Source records
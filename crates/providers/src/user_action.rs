//! User action provider — a bounded ring of the most recent interactions.

use crate::snapshot::to_fragment;
use async_trait::async_trait;
use chrono::{DateTime, Utc};
use contextkeeper_core::{ContextFragment, ContextProvider, ProviderError, Trigger};
use serde::{Deserialize, Serialize};
use std::collections::VecDeque;
use std::sync::atomic::{AtomicBool, Ordering};
use std::sync::{Mutex, PoisonError};

pub const DEFAULT_CAPACITY: usize = 20;

#[derive(Debug, Clone, PartialEq, Serialize, Deserialize)]
pub struct UserAction {
    /// "click", "input", "submit", ...
    pub kind: String,
    #[serde(default, skip_serializing_if = "Option::is_none")]
    pub target: Option<String>,
    pub at: DateTime<Utc>,
}

#[derive(Serialize)]
struct ActionsPayload<'a> {
    count: usize,
    /// Newest first
    actions: Vec<&'a UserAction>,
}

pub struct UserActionProvider {
    actions: Mutex<VecDeque<UserAction>>,
    capacity: usize,
    enabled: AtomicBool,
    triggers: Vec<Trigger>,
}

impl Default for UserActionProvider {
    fn default() -> Self {
        Self::new()
    }
}

impl UserActionProvider {
    pub fn new() -> Self {
        Self::with_capacity(DEFAULT_CAPACITY)
    }

    pub fn with_capacity(capacity: usize) -> Self {
        Self {
            actions: Mutex::new(VecDeque::with_capacity(capacity.max(1))),
            capacity: capacity.max(1),
            enabled: AtomicBool::new(true),
            triggers: vec![Trigger::UserAction, Trigger::Error, Trigger::UserPrompt],
        }
    }

    pub fn record(&self, kind: impl Into<String>, target: Option<String>) {
        self.push(UserAction {
            kind: kind.into(),
            target,
            at: Utc::now(),
        });
    }

    pub fn push(&self, action: UserAction) {
        let mut actions = self.actions.lock().unwrap_or_else(PoisonError::into_inner);
        if actions.len() == self.capacity {
            actions.pop_front();
        }
        actions.push_back(action);
    }

    pub fn recent(&self) -> Vec<UserAction> {
        self.actions
            .lock()
            .unwrap_or_else(PoisonError::into_inner)
            .iter()
            .rev()
            .cloned()
            .collect()
    }

    pub fn set_enabled(&self, enabled: bool) {
        self.enabled.store(enabled, Ordering::Relaxed);
    }
}

#[async_trait]
impl ContextProvider for UserActionProvider {
    fn name(&self) -> &str {
        "user-actions"
    }

    fn enabled(&self) -> bool {
        self.enabled.load(Ordering::Relaxed)
    }

    fn relevant_triggers(&self) -> &[Trigger] {
        &self.triggers
    }

    fn priority(&self) -> f64 {
        0.8
    }

    async fn gather(&self) -> Result<ContextFragment, ProviderError> {
        let actions = self.actions.lock().unwrap_or_else(PoisonError::into_inner);
        let newest = actions
            .back()
            .ok_or_else(|| ProviderError::NoData(self.name().to_string()))?;
        let payload = ActionsPayload {
            count: actions.len(),
            actions: actions.iter().rev().collect(),
        };
        to_fragment(self.name(), newest.at, &payload)
    }

    fn destroy(&self) {
        self.actions.lock().unwrap_or_else(PoisonError::into_inner).clear();
    }
}
//! Built-in context providers.
//!
//! Each provider holds the latest snapshot of one slice of runtime state.
//! The UI layer pushes snapshots in (`update`, `visit`, `record`) whenever
//! something changes; the manager pulls them out during a gather. Until the
//! first snapshot arrives a provider answers with `ProviderError::NoData`,
//! which the manager counts as an ordinary provider failure.

pub mod dom;
pub mod form;
pub mod navigation;
pub mod performance;
pub mod snapshot;
pub mod user_action;
pub mod viewport;

pub use dom::{DomProvider, DomSnapshot};
pub use form::{FormField, FormProvider, FormSnapshot};
pub use navigation::{NavigationEntry, NavigationProvider};
pub use performance::{PerformanceProvider, PerformanceSnapshot};
pub use snapshot::{SnapshotCell, to_fragment};
pub use user_action::{UserAction, UserActionProvider};
pub use viewport::{ViewportProvider, ViewportSnapshot};

use contextkeeper_core::ContextProvider;
use std::sync::Arc;

/// One of each built-in provider, in the order they should be registered.
pub fn defaults() -> Vec<Arc<dyn ContextProvider>> {
    vec![
        Arc::new(DomProvider::new()),
        Arc::new(FormProvider::new()),
        Arc::new(ViewportProvider::new()),
        Arc::new(NavigationProvider::new()),
        Arc::new(PerformanceProvider::new()),
        Arc::new(UserActionProvider::new()),
    ]
}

_EXERCISE INSTRUCTIONS:_
Return all of the data above exactly, leaving out no line.

_RESULT OF THE EXERCISE:_
filename crates/providers/src/user_action.rs
//! User action provider — a bounded ring of the most recent interactions.

use crate::snapshot::to_fragment;
use async_trait::async_trait;
use chrono::{DateTime, Utc};
use contextkeeper_core::{ContextFragment, ContextProvider, ProviderError, Trigger};
use serde::{Deserialize, Serialize};
use std::collections::VecDeque;
use std::sync::atomic::{AtomicBool, Ordering};
use std::sync::{Mutex, PoisonError};

pub const DEFAULT_CAPACITY: usize = 20;

#[derive(Debug, Clone, PartialEq, Serialize, Deserialize)]
pub struct UserAction {
    /// "click", "input", "submit", ...
    pub kind: String,
    #[serde(default, skip_serializing_if = "Option::is_none")]
    pub target: Option<String>,
    pub at: DateTime<Utc>,
}

#[derive(Serialize)]
struct ActionsPayload<'a> {
    count: usize,
    /// Newest first
    actions: Vec<&'a UserAction>,
}

pub struct UserActionProvider {
    actions: Mutex<VecDeque<UserAction>>,
    capacity: usize,
    enabled: AtomicBool,
    triggers: Vec<Trigger>,
}

impl Default for UserActionProvider {
    fn default() -> Self {
        Self::new()
    }
}

impl UserActionProvider {
    pub fn new() -> Self {
        Self::with_capacity(DEFAULT_CAPACITY)
    }

    pub fn with_capacity(capacity: usize) -> Self {
        Self {
            actions: Mutex::new(VecDeque::with_capacity(capacity.max(1))),
            capacity: capacity.max(1),
            enabled: AtomicBool::new(true),
            triggers: vec![Trigger::UserAction, Trigger::Error, Trigger::UserPrompt],
        }
    }

    pub fn record(&self, kind: impl Into<String>, target: Option<String>) {
        self.push(UserAction {
            kind: kind.into(),
            target,
            at: Utc::now(),
        });
    }

    pub fn push(&self, action: UserAction) {
        let mut actions = self.actions.lock().unwrap_or_else(PoisonError::into_inner);
        if actions.len() == self.capacity {
            actions.pop_front();
        }
        actions.push_back(action);
    }

    pub fn recent(&self) -> Vec<UserAction> {
        self.actions
            .lock()
            .unwrap_or_else(PoisonError::into_inner)
            .iter()
            .rev()
            .cloned()
            .collect()
    }

    pub fn set_enabled(&self, enabled: bool) {
        self.enabled.store(enabled, Ordering::Relaxed);
    }
}

#[async_trait]
impl ContextProvider for UserActionProvider {
    fn name(&self) -> &str {
        "user-actions"
    }

    fn enabled(&self) -> bool {
        self.enabled.load(Ordering::Relaxed)
    }

    fn relevant_triggers(&self) -> &[Trigger] {
        &self.triggers
    }

    fn priority(&self) -> f64 {
        0.8
    }

    async fn gather(&self) -> Result<ContextFragment, ProviderError> {
        let actions = self.actions.lock().unwrap_or_else(PoisonError::into_inner);
        let newest = actions
            .back()
            .ok_or_else(|| ProviderError::NoData(self.name().to_string()))?;
        let payload = ActionsPayload {
            count: actions.len(),
            actions: actions.iter().rev().collect(),
        };
        to_fragment(self.name(), newest.at, &payload)
    }

    fn destroy(&self) {
        self.actions.lock().unwrap_or_else(PoisonError::into_inner).clear();
    }
}
//! Built-in context providers.
//!
//! Each provider holds the latest snapshot of one slice of runtime state.
//! The UI layer pushes snapshots in (`update`, `visit`, `record`) whenever
//! something changes; the manager pulls them out during a gather. Until the
//! first snapshot arrives a provider answers with `ProviderError::NoData`,
//! which the manager counts as an ordinary provider failure.

pub mod dom;
pub mod form;
pub mod navigation;
pub mod performance;
pub mod snapshot;
pub mod user_action;
pub mod viewport;

pub use dom::{DomProvider, DomSnapshot};
pub use form::{FormField, FormProvider, FormSnapshot};
pub use navigation::{NavigationEntry, NavigationProvider};
pub use performance::{PerformanceProvider, PerformanceSnapshot};
pub use snapshot::{SnapshotCell, to_fragment};
pub use user_action::{UserAction, UserActionProvider};
pub use viewport::{ViewportProvider, ViewportSnapshot};

use contextkeeper_core::ContextProvider;
use std::sync::Arc;

/// One of each built-in provider, in the order they should be registered.
pub fn defaults() -> Vec<Arc<dyn ContextProvider>> {
    vec![
        Arc::new(DomProvider::new()),
        Arc::new(FormProvider::new()),
        Arc::new(ViewportProvider::new()),
        Arc::new(NavigationProvider::new()),
        Arc::new(PerformanceProvider::new()),
        Arc::new(UserActionProvider::new()),
    ]
}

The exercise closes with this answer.